*** Block opens ***

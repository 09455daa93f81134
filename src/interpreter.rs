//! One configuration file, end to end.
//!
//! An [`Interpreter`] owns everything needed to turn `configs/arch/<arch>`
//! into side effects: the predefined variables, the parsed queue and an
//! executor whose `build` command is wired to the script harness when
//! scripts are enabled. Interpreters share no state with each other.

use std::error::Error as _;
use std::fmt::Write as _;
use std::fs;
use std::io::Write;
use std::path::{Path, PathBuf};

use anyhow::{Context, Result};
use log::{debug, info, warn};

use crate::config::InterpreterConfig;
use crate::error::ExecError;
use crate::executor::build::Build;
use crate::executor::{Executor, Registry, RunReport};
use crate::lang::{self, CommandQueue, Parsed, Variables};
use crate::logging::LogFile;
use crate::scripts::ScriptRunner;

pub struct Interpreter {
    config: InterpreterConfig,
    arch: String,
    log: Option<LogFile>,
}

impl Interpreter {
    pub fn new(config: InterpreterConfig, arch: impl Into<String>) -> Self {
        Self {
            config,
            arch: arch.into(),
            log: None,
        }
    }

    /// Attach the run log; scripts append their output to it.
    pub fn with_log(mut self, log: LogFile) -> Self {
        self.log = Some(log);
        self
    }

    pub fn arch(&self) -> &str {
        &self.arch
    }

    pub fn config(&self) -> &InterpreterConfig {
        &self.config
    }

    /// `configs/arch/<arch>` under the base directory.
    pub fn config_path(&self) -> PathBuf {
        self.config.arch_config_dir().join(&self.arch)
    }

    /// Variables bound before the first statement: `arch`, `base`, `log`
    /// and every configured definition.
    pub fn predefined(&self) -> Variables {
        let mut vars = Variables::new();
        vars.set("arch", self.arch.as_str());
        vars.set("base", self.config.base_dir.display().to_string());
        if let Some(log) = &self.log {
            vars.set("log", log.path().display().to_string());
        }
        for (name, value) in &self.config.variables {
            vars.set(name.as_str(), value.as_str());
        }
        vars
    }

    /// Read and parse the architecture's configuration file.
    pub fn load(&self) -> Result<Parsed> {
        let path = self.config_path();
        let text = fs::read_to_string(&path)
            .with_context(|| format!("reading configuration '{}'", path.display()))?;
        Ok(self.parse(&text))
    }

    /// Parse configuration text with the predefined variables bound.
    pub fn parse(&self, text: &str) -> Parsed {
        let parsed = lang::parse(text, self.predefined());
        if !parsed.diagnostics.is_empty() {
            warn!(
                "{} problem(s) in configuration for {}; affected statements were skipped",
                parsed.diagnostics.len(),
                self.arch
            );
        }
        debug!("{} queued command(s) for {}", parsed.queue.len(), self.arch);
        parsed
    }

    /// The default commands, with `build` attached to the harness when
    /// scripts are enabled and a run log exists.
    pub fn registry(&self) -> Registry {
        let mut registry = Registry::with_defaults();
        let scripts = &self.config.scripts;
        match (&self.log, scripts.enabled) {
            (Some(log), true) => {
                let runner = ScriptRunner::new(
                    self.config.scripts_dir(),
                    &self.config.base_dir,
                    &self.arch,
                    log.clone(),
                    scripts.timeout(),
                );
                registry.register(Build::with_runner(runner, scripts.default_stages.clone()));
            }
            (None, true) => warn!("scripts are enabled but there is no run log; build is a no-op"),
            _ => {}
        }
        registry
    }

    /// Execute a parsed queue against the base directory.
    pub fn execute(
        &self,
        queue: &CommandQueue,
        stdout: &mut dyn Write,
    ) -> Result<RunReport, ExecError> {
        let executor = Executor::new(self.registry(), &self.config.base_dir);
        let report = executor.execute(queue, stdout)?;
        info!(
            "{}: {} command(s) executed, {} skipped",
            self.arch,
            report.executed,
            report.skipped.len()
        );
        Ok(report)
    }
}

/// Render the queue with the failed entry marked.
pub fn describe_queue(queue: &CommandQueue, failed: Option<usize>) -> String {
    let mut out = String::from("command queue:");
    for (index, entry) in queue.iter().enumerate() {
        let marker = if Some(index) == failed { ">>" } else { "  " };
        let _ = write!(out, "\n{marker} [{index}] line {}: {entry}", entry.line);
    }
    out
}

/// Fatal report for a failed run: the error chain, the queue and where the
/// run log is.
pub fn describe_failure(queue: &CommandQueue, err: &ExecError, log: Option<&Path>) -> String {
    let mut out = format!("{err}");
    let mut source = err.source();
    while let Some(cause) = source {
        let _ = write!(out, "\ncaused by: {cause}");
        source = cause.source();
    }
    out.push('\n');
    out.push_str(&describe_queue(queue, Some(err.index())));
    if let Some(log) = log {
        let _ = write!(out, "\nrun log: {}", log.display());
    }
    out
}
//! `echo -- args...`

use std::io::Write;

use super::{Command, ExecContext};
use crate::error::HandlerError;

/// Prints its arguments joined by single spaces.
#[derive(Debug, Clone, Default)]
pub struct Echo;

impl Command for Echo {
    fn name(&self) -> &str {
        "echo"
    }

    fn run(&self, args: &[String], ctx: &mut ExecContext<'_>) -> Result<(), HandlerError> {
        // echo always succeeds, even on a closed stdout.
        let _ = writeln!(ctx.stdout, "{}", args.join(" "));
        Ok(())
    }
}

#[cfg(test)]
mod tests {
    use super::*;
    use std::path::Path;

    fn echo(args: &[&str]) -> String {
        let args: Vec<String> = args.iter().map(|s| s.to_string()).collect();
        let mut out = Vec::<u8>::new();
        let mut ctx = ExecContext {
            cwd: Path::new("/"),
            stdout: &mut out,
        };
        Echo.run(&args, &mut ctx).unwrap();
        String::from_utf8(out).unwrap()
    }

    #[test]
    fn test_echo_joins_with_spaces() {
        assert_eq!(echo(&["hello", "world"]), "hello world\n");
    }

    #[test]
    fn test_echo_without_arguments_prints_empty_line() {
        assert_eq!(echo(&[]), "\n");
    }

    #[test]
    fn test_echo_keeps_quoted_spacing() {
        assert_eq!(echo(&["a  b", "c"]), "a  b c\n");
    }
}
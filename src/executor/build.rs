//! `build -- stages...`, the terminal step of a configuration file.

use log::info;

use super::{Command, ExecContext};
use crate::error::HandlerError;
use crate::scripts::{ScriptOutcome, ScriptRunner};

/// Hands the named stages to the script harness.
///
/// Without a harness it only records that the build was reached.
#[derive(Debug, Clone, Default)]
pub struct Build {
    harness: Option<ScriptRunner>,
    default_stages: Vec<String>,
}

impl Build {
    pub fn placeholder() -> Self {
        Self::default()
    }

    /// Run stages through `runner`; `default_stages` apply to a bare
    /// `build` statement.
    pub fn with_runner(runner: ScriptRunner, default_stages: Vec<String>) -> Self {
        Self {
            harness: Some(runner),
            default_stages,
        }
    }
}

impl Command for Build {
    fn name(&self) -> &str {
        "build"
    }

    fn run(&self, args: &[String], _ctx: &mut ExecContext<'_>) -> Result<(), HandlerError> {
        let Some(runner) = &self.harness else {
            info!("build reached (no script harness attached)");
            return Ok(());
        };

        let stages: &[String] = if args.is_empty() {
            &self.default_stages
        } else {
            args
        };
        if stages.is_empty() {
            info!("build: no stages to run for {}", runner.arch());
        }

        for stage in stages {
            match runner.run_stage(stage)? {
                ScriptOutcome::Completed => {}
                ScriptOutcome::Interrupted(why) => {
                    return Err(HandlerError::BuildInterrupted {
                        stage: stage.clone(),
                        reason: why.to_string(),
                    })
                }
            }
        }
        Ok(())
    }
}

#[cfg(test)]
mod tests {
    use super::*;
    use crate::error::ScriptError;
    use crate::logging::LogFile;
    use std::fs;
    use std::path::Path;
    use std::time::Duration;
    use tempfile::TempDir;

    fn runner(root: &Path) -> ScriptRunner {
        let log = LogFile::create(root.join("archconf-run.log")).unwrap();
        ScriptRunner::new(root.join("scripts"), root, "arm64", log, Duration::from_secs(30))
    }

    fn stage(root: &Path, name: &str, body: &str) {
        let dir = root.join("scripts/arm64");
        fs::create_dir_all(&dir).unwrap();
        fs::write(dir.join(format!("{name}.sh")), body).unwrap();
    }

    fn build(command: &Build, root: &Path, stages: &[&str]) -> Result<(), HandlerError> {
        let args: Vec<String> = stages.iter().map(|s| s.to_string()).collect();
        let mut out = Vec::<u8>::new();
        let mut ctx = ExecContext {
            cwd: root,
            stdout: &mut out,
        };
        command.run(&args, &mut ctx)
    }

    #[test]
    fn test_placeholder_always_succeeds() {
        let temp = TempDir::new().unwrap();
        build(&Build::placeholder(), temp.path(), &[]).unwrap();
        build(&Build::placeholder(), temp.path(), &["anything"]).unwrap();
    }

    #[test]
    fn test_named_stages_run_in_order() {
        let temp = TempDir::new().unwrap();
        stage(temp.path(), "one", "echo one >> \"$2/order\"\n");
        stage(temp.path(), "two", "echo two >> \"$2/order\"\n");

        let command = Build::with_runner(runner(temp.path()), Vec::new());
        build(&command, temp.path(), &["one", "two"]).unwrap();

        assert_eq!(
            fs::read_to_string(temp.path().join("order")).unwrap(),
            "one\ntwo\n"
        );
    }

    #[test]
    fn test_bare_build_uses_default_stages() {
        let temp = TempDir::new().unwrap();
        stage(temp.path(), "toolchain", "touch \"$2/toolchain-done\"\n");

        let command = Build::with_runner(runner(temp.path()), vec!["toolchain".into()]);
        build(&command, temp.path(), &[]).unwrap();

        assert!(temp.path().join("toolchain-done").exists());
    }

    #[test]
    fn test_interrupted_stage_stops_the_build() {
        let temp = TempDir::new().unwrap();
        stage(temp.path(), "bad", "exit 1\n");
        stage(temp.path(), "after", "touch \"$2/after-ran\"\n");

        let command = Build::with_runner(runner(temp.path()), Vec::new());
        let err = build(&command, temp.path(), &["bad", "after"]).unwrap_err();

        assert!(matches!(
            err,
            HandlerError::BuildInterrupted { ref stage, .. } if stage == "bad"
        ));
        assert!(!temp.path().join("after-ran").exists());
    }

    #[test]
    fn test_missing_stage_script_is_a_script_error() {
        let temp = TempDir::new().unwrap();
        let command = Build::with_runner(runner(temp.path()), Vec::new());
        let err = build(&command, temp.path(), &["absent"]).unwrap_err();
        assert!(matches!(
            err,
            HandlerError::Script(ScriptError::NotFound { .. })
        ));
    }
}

*** Block closes ***

Only the number is wanted. Count the lines above that include the word "done".

### RESULT OF THE EXERCISE
2